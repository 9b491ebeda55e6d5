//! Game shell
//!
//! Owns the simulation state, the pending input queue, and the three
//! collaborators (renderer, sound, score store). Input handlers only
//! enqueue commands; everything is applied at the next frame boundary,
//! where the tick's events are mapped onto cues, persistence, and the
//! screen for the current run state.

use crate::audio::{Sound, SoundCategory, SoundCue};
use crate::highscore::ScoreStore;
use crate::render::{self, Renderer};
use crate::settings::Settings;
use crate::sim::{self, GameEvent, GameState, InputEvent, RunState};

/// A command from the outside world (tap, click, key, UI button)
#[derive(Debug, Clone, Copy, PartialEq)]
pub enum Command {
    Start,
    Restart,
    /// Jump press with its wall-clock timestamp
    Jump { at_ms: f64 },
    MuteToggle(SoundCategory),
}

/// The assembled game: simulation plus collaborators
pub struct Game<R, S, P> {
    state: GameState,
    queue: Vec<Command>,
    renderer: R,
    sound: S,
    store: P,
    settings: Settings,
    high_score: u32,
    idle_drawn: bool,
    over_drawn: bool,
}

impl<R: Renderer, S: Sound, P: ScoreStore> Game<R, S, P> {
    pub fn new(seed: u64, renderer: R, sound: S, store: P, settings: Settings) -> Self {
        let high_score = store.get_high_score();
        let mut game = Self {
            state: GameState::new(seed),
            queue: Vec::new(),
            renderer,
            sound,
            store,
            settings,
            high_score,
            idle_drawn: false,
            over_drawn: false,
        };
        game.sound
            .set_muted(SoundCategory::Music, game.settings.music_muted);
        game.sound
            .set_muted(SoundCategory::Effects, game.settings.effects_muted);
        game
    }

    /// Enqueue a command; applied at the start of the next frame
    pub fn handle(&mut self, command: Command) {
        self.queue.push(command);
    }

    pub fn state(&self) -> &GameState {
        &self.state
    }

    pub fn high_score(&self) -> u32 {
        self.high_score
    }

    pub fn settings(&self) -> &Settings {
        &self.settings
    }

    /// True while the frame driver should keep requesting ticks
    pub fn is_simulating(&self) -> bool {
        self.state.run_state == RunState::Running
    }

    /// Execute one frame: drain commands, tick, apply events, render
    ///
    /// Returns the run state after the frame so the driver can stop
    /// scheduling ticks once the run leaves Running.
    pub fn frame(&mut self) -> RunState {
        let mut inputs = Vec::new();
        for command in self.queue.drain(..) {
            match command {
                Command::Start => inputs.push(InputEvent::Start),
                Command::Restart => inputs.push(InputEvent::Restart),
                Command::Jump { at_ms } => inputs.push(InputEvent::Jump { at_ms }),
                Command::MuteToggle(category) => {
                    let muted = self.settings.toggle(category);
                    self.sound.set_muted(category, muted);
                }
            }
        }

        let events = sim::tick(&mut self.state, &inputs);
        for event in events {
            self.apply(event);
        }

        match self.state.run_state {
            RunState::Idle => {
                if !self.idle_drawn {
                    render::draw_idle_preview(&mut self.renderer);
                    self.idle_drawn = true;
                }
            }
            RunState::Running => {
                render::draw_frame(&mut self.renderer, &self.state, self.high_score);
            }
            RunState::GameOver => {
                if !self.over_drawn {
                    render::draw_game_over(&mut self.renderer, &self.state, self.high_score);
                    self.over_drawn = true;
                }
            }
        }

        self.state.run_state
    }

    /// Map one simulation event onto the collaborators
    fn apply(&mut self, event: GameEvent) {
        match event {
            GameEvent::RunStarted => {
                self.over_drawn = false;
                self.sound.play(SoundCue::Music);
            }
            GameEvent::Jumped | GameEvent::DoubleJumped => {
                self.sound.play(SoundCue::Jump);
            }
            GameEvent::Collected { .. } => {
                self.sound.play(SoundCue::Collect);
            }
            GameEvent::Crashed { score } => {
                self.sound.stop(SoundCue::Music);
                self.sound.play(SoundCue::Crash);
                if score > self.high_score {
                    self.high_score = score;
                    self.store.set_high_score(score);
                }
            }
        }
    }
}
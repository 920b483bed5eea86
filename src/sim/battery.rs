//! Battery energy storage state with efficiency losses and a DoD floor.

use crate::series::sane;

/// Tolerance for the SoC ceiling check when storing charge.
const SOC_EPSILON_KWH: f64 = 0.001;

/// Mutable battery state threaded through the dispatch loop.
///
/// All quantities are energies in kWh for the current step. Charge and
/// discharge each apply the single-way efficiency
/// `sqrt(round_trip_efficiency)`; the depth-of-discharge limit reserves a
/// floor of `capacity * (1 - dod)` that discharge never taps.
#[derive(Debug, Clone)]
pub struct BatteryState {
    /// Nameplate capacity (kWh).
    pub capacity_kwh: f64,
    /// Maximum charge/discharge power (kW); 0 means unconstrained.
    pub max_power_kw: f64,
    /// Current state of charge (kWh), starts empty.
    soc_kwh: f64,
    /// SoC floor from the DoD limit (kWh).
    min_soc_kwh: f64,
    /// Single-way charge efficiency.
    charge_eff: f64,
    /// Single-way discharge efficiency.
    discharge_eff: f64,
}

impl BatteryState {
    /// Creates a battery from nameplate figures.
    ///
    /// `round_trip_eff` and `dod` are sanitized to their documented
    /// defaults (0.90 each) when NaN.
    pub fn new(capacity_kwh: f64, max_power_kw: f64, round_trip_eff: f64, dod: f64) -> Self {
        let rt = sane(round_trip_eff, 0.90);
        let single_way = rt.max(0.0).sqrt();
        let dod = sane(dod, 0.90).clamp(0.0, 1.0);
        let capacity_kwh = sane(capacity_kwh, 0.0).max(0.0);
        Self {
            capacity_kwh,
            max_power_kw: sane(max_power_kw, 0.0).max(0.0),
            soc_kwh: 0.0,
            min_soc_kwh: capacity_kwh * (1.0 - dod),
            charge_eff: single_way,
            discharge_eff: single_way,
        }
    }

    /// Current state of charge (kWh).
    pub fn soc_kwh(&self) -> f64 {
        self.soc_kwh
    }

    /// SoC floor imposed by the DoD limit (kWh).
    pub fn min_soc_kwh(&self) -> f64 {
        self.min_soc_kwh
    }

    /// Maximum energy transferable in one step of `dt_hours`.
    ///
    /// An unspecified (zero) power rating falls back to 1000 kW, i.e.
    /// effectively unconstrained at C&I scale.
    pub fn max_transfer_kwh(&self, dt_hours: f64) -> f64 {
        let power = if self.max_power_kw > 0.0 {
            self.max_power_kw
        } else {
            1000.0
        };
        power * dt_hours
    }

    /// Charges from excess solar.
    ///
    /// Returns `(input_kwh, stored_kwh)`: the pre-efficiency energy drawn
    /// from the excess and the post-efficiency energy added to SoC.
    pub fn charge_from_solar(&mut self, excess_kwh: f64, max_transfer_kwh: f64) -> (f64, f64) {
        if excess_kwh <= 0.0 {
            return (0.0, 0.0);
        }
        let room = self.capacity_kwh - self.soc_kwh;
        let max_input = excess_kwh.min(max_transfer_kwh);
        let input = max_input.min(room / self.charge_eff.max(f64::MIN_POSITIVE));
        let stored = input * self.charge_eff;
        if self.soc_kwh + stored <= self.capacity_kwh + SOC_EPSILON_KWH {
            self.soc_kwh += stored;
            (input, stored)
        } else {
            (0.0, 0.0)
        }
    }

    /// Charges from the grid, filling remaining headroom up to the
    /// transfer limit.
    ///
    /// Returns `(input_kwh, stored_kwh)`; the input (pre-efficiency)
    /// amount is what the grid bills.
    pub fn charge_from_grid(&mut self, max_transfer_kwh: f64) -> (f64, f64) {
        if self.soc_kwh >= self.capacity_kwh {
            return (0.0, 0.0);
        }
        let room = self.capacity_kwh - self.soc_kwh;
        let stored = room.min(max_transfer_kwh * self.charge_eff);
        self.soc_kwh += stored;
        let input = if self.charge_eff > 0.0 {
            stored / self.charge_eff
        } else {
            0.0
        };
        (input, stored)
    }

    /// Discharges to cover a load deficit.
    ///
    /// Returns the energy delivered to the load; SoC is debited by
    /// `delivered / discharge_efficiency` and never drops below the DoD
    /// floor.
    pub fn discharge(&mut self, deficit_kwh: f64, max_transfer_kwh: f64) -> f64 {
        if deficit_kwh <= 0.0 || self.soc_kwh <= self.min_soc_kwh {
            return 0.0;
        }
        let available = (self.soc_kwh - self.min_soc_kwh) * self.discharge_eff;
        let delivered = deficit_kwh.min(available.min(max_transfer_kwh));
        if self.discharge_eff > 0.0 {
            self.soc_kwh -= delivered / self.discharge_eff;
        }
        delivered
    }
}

━━━━━━━━━━━━━━━━━━━━━━━━━━━━━━

Could you reproduce exactly the lines of the entries above, from the one with "self.over_drawn = true;" through the one with "self.store.set_high_score(score);", and nothing else?

## [EXERCISE OUTPUT]
                    self.over_drawn = true;
                }
            }
        }

        self.state.run_state
    }

    /// Map one simulation event onto the collaborators
    fn apply(&mut self, event: GameEvent) {
        match event {
            GameEvent::RunStarted => {
                self.over_drawn = false;
                self.sound.play(SoundCue::Music);
            }
            GameEvent::Jumped | GameEvent::DoubleJumped => {
                self.sound.play(SoundCue::Jump);
            }
            GameEvent::Collected { .. } => {
                self.sound.play(SoundCue::Collect);
            }
            GameEvent::Crashed { score } => {
                self.sound.stop(SoundCue::Music);
                self.sound.play(SoundCue::Crash);
                if score > self.high_score {
                    self.high_score = score;
                    self.store.set_high_score(score);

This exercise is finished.